A healthy, mature, and growing in number group of emerging leaders is a strong indicator of a ministry’s health.
But besides challenging new students to leadership positions how do you get there?
From 30,000 feet this is the best way to develop a college ministry leadership team:
- Test them in the Fall
- Align them in the Winter
- Select them in the Spring
Test in the Fall
If you have waited until the winter or spring to talk about potential leaders then you have waited too long. Have a conversation about potential leaders at the end of the second week of school. Ask your staff to project who they think will be a leader by the end of the year. This exercise is great for getting staff to think about the future, and to get out of the paradigm of managing the present and onto the most important task of expanding in light of the future.
Align in the Winter
There’s always less going on in the winter months–less people coming, less motivation from your team, less hours of sunlight in the day. This is an opportunity to give potential leaders something meaningful to plan, run, or lead.

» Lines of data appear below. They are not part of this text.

//! White-box Table Generation
//!
//! Compiles an AES-128 round-key schedule into the encryption table bundle.
//! The pipeline follows Chow's construction:
//!
//! 1. T-boxes fuse AddRoundKey and SubBytes per round and lane, with the
//!    round keys pre-permuted by ShiftRows so the evaluator can shift the
//!    state instead.
//! 2. The four Ty-i tables express MixColumns as byte-to-word lookups and
//!    are composed with the T-boxes into 32-bit-valued Ty-boxes; the final
//!    round's T-boxes (with the last round key folded in) become the
//!    last-round byte tables.
//! 3. A random invertible 32x32 mixing bijection per round-column is
//!    applied to the Ty-box outputs, and its inverse is deferred to the MBL
//!    tables so the two XOR-reduction stages of a column cancel it again.
//! 4. A random invertible 8x8 map per round-lane is applied to the MBL
//!    output bytes, routed through inverse ShiftRows so that the next
//!    round's Ty-box (or the last-round table) begins by undoing it.
//! 5. Every table output nibble is wrapped in a random 4-bit bijection and
//!    every table input starts by inverting the encoding its producer
//!    applied; the XOR-reduction tables carry the encodings across the
//!    combine trees. At the boundary, the plaintext side decodes the
//!    external input encoding and the last-round tables apply the external
//!    output encoding.
//!
//! The matrices and internal encodings live only inside this module;
//! only their action, baked into the tables, survives in the bundle.
//! Generation is a pure function of (round keys, RNG stream): a fixed seed
//! reproduces the bundle byte for byte.

use std::error::Error;

use rand::{CryptoRng, RngCore};

use crate::aes::S_BOX;
use crate::gf::{
    gf2_mat32_times_vec, gf2_mat8_times_vec, gf2_rand_invertible_matrix32,
    gf2_rand_invertible_matrix8, gf_mul, GF2Mat8,
};

use super::encoding::{gen_rand_nibble_perm, NibblePerm};
use super::wbaes_tables::{WbaesEncryptionTable, WbaesExtEncoding, XorTable};

/// ShiftRows as a permutation of byte indices: position i of the shifted
/// state is position SHIFT_MAP[i] of the unshifted state.
pub(crate) const SHIFT_MAP: [usize; 16] =
    [0, 5, 10, 15, 4, 9, 14, 3, 8, 13, 2, 7, 12, 1, 6, 11];

/// Inverse of [`SHIFT_MAP`].
pub(crate) const INV_SHIFT_MAP: [usize; 16] =
    [0, 13, 10, 7, 4, 1, 14, 11, 8, 5, 2, 15, 12, 9, 6, 3];

/// Configuration for table generation.
#[derive(Clone, Debug, Default)]
pub struct WbaesGenConfig {
    /// Whether to draw random external input/output encodings. When false,
    /// the external encodings are identity permutations and the evaluator
    /// output equals plain AES ciphertext.
    pub external_encodings: bool,
}

/// The internal nibble encodings, generation-local.
///
/// `int_s`/`int_m` wrap the eight output nibbles of every Ty-box and MBL
/// table. `int_outs`/`int_outm` wrap the outputs of the XOR-reduction
/// groups: per column, two level-1 pair groups and one level-2 group, so
/// twelve groups of eight nibble positions per round. The input decodings
/// of every consumer are forced to be the inverses of its producers'
/// output encodings, so only the inverses are stored alongside.
struct IntEncoding {
    int_s: [[[NibblePerm; 8]; 16]; 9],
    inv_int_s: [[[NibblePerm; 8]; 16]; 9],
    int_m: [[[NibblePerm; 8]; 16]; 9],
    inv_int_m: [[[NibblePerm; 8]; 16]; 9],
    int_outs: [[[NibblePerm; 8]; 12]; 9],
    inv_int_outs: [[[NibblePerm; 8]; 12]; 9],
    int_outm: [[[NibblePerm; 8]; 12]; 9],
    inv_int_outm: [[[NibblePerm; 8]; 12]; 9],
}

impl IntEncoding {
    /// A zeroed encoding set; ~126 KiB of scratch that is dropped before
    /// generation returns.
    fn new() -> Self {
        let lane = [[[0u8; 16]; 8]; 16];
        let group = [[[0u8; 16]; 8]; 12];

        Self {
            int_s: [lane; 9],
            inv_int_s: [lane; 9],
            int_m: [lane; 9],
            inv_int_m: [lane; 9],
            int_outs: [group; 9],
            inv_int_outs: [group; 9],
            int_outm: [group; 9],
            inv_int_outm: [group; 9],
        }
    }
}

/// Rewrite a byte through a high/low nibble permutation pair.
fn permute_byte(hi: &NibblePerm, lo: &NibblePerm, x: u8) -> u8 {
    hi[(x >> 4) as usize] << 4 | lo[(x & 0x0f) as usize]
}

/// Encode the eight nibbles of a word, most significant nibble first.
fn encode_word(perms: &[NibblePerm; 8], w: u32) -> u32 {
    let mut out = 0u32;

    for (p, perm) in perms.iter().enumerate() {
        let shift = 28 - 4 * p;
        out |= (perm[((w >> shift) & 0x0f) as usize] as u32) << shift;
    }

    out
}

/// Generate the external input/output encodings.
fn gen_external_encoding<R: RngCore + CryptoRng>(
    config: &WbaesGenConfig,
    rng: &mut R,
) -> Result<WbaesExtEncoding, Box<dyn Error>> {
    let mut ee = WbaesExtEncoding::identity();

    if config.external_encodings {
        for i in 0..16 {
            for h in 0..2 {
                let (x, inv_x) = gen_rand_nibble_perm(rng)?;
                ee.ext_f[i][h] = x;
                ee.inv_ext_f[i][h] = inv_x;

                let (x, inv_x) = gen_rand_nibble_perm(rng)?;
                ee.ext_g[i][h] = x;
                ee.inv_ext_g[i][h] = inv_x;
            }
        }
    }

    Ok(ee)
}

/// Generate the internal nibble encodings for all rounds.
fn gen_internal_encoding<R: RngCore + CryptoRng>(
    rng: &mut R,
) -> Result<IntEncoding, Box<dyn Error>> {
    let mut ie = IntEncoding::new();

    for r in 0..9 {
        for n in 0..16 {
            for p in 0..8 {
                let (x, inv_x) = gen_rand_nibble_perm(rng)?;
                ie.int_s[r][n][p] = x;
                ie.inv_int_s[r][n][p] = inv_x;

                let (x, inv_x) = gen_rand_nibble_perm(rng)?;
                ie.int_m[r][n][p] = x;
                ie.inv_int_m[r][n][p] = inv_x;
            }
        }
        for g in 0..12 {
            for p in 0..8 {
                let (x, inv_x) = gen_rand_nibble_perm(rng)?;
                ie.int_outs[r][g][p] = x;
                ie.inv_int_outs[r][g][p] = inv_x;

                let (x, inv_x) = gen_rand_nibble_perm(rng)?;
                ie.int_outm[r][g][p] = x;
                ie.inv_int_outm[r][g][p] = inv_x;
            }
        }
    }

    Ok(ie)
}

/// Expand a round-key word into its four big-endian bytes.
fn round_key_bytes(words: &[u32]) -> [u8; 16] {
    let mut out = [0u8; 16];

    for (chunk, word) in out.chunks_exact_mut(4).zip(words) {
        chunk.copy_from_slice(&word.to_be_bytes());
    }

    out
}

/// Build the T-boxes: S(x ^ k'[r][n]) with the round key permuted by
/// ShiftRows, and the final round key folded into round 9.
fn gen_t_boxes(round_keys: &[u32; 44]) -> [[[u8; 256]; 16]; 10] {
    let mut t_boxes = [[[0u8; 256]; 16]; 10];

    for (r, round) in t_boxes.iter_mut().enumerate() {
        let rk = round_key_bytes(&round_keys[4 * r..4 * r + 4]);
        for (n, t) in round.iter_mut().enumerate() {
            let k = rk[SHIFT_MAP[n]];
            for (x, v) in t.iter_mut().enumerate() {
                *v = S_BOX[(x as u8 ^ k) as usize];
            }
        }
    }

    // The final round XOR-accumulates the 11th round key after SubBytes.
    for c in 0..4 {
        let word = round_keys[40 + c];
        for i in 0..4 {
            let k = (word >> (24 - 8 * i)) as u8;
            for x in 0..256 {
                t_boxes[9][4 * c + i][x] ^= k;
            }
        }
    }

    t_boxes
}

Then after they have done something sit down with them and align them to how that role or responsibility fits in with the mission, vision, and values of your ministry. Leadership selection does not have to be educated guesses or popularity contests. If you test and align, then it’s often an encouraging, data-driven, but faith filled discussion.
Select in the Spring
Leaders emerge, or rather they stick out. By the Spring they will know (mostly intuitively) that they are different than most of the other students. Selecting them early in the spring acknowledges this reality and plants confidence in them. Make sure when you select them that you tell them WHY you are selecting them. Again most college students don’t know themselves very well. The why’s are critical.